Customer relationship management can include a number of strategies and tools, including special software. CRM software stores customer information in an easy-access format. With a typical CRM program, new leads are entered into the program's database, and salespeople add notes throughout the sales cycle. After that, it's easy for a company to compile reports from this data that help it design a CRM strategy custom-tailored to the profile of each customer.

It's important to train salespeople and other employees how to use the profiled information to keep the customer relationship strong.

One example of a common CRM strategy is the rewards card program that many supermarkets offer. The store gives its customers a free rewards card that grants them access to special deals and discounts when they swipe it during checkout. However, that card also registers and tracks everything the customer buys. This allows the store to create an extremely detailed customer profile based on the purchasing habits of the customer.

Armed with that information, the store can then offer its customers targeted coupons and other programs that can motivate them to buy more products from that particular store.

Benefits of Customer Relationship Management

There are many benefits to customer relationship management for a business.

CRM systems can show how well each sales team is doing and track the performance of the products they sell and the campaigns they implement. Also, each sales manager has access to information about whether their teams are achieving their sales goals or not.
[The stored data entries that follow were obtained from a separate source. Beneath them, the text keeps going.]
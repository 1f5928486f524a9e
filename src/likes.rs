//! The like cache handle given to every presentation adapter.
//!
//! One `LikeCache` is shared per process (it is cheap to clone). All widgets
//! showing the same entity read and subscribe through it, which is what keeps
//! them identical.

use color_eyre::Result;
use std::collections::HashMap;
use std::sync::Arc;
use std::time::Duration;

use tracing::{debug, info};

use crate::cache::{
  namespace_for, CacheResult, CacheStorage, CacheStore, CachedLikeStatus, FreshnessPolicy,
  NoopStorage, Priority, Subscription,
};
use crate::clock::{Clock, SystemClock};
use crate::config::{CacheSettings, Config};
use crate::error::ToggleError;
use crate::remote::CounterService;
use crate::sync::{
  BatchReconciler, PendingToggles, ReconcileReport, Refresher, ToggleEngine, ToggleOutcome,
};

#[derive(Clone)]
pub struct LikeCache {
  store: Arc<CacheStore>,
  engine: Arc<ToggleEngine>,
  reconciler: Arc<BatchReconciler>,
  refresher: Arc<Refresher>,
  storage: Arc<dyn CacheStorage>,
  namespace: String,
}

impl LikeCache {
  pub fn builder(service: Arc<dyn CounterService>) -> LikeCacheBuilder {
    LikeCacheBuilder::new(service)
  }

  /// Current cached record, if any. Never touches the network.
  pub fn get(&self, entity_id: &str) -> Option<CachedLikeStatus> {
    self.store.get(entity_id)
  }

  pub fn get_batch<S: AsRef<str>>(&self, entity_ids: &[S]) -> HashMap<String, CachedLikeStatus> {
    self.store.get_batch(entity_ids)
  }

  /// Receive every future write to `entity_id`.
  pub fn subscribe<F>(&self, entity_id: &str, callback: F) -> Subscription
  where
    F: Fn(&CachedLikeStatus) + Send + Sync + 'static,
  {
    self.store.subscribe(entity_id, callback)
  }

  /// Read-through for one entity, falling back to the cache when offline.
  pub async fn fetch(&self, entity_id: &str) -> Result<CacheResult<CachedLikeStatus>> {
    self.refresher.fetch(entity_id).await
  }

  pub async fn toggle(&self, entity_id: &str) -> Result<ToggleOutcome, ToggleError> {
    self.engine.toggle(entity_id).await
  }

  /// Refresh many entities at once, e.g. when a list view loads.
  pub async fn reconcile_batch<S: AsRef<str>>(&self, entity_ids: &[S]) -> ReconcileReport {
    self.reconciler.reconcile(entity_ids).await
  }

  /// TTL tier used for the next write to `entity_id`.
  pub fn set_priority(&self, entity_id: &str, priority: Priority) {
    self.store.set_priority(entity_id, priority);
  }

  /// Ids that are absent from the cache or due for revalidation.
  pub fn stale_ids<S: AsRef<str>>(&self, entity_ids: &[S]) -> Vec<String> {
    let now = self.store.now();
    let policy = self.store.policy();
    entity_ids
      .iter()
      .map(AsRef::as_ref)
      .filter(|id| {
        self
          .store
          .get(id)
          .map_or(true, |record| !policy.is_fresh(&record, now, None, true))
      })
      .map(String::from)
      .collect()
  }

  /// All cached records, ordered by entity id.
  pub fn snapshot(&self) -> Vec<CachedLikeStatus> {
    self.store.snapshot()
  }

  /// Save every record to durable storage.
  pub fn persist(&self) -> Result<usize> {
    let records = self.store.snapshot();
    self.storage.save(&self.namespace, &records)?;
    debug!(count = records.len(), "like cache persisted");
    Ok(records.len())
  }

  /// Seed the cache from durable storage. Records already in memory win.
  pub fn restore(&self) -> Result<usize> {
    let records = self.storage.load(&self.namespace)?;
    let seeded = self.store.load(records);
    debug!(count = seeded, "like cache restored");
    Ok(seeded)
  }

  /// Forget everything, in memory and on disk. Use when the acting user
  /// changes.
  pub fn clear(&self) -> Result<()> {
    self.store.clear();
    self.storage.clear(&self.namespace)?;
    info!("like cache cleared");
    Ok(())
  }

  pub fn store(&self) -> &CacheStore {
    &self.store
  }
}

pub struct LikeCacheBuilder {
  service: Arc<dyn CounterService>,
  settings: CacheSettings,
  remote_timeout: Duration,
  clock: Arc<dyn Clock>,
  storage: Arc<dyn CacheStorage>,
  namespace: String,
}

impl LikeCacheBuilder {
  fn new(service: Arc<dyn CounterService>) -> Self {
    let config = Config::default();
    Self {
      service,
      settings: config.cache,
      remote_timeout: config.service.timeout(),
      clock: Arc::new(SystemClock),
      storage: Arc::new(NoopStorage),
      namespace: namespace_for(&config.service.url, None),
    }
  }

  /// Take tunables, the remote timeout and the storage namespace from
  /// `config`.
  pub fn config(mut self, config: &Config) -> Self {
    self.settings = config.cache.clone();
    self.remote_timeout = config.service.timeout();
    self.namespace = namespace_for(&config.service.url, config.service.user.as_deref());
    self
  }

  pub fn settings(mut self, settings: CacheSettings) -> Self {
    self.settings = settings;
    self
  }

  pub fn remote_timeout(mut self, timeout: Duration) -> Self {
    self.remote_timeout = timeout;
    self
  }

  pub fn clock(mut self, clock: Arc<dyn Clock>) -> Self {
    self.clock = clock;
    self
  }

  pub fn storage(mut self, storage: Arc<dyn CacheStorage>) -> Self {
    self.storage = storage;
    self
  }

  pub fn build(self) -> LikeCache {
    let store = Arc::new(CacheStore::new(
      FreshnessPolicy::new(&self.settings),
      self.clock,
    ));
    let pending = Arc::new(PendingToggles::new());

    let engine = ToggleEngine::new(
      Arc::clone(&store),
      Arc::clone(&self.service),
      Arc::clone(&pending),
      &self.settings,
      self.remote_timeout,
    );
    let reconciler = BatchReconciler::new(
      Arc::clone(&store),
      Arc::clone(&self.service),
      Arc::clone(&pending),
    );
    let refresher = Refresher::new(Arc::clone(&store), self.service, pending);

    LikeCache {
      store,
      engine: Arc::new(engine),
      reconciler: Arc::new(reconciler),
      refresher: Arc::new(refresher),
      storage: self.storage,
      namespace: self.namespace,
    }
  }
}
The ability to map out an entire customer journey—from the first contact to the point of sale—is another huge benefit to a business because it allows for accurate forecasting when it comes to determining customer need. Also, given today's abundance of social media, being able to view a customer's social media activity (including their likes and dislikes) can help businesses gauge customer sentiment about different brands.

Another benefit is that the CRM software can automatically send out emails to individual customers, as designated by the salesperson. For example, a salesperson might program their CRM software to send out a thank-you message whenever a customer reaches a one-year anniversary of purchase. The salesperson can also further personalize the relationship by sending an e-card on the customer's birthday, for example.

Of course, it's not just the salesperson and the company that benefits from CRM systems. Customers are better served, too. Highly targeted customer profiles help ensure customer satisfaction, while CRM data can improve pricing to better meet customer budgets.

Customized products and service offerings make purchasing more efficient, and individualized marketing messages can help customers actually find what they are looking for.

Key Takeaways

  • Customer relationship management (CRM) is the sum of the technology and techniques a company uses to nurture its relationships with its customers.
  • The goal of customer relationship management is to increase sales, and therefore revenue and profits.
  • Customer relationship management often involves the use of CRM software, which tracks customer data and generates reports used by salespeople and key stakeholders.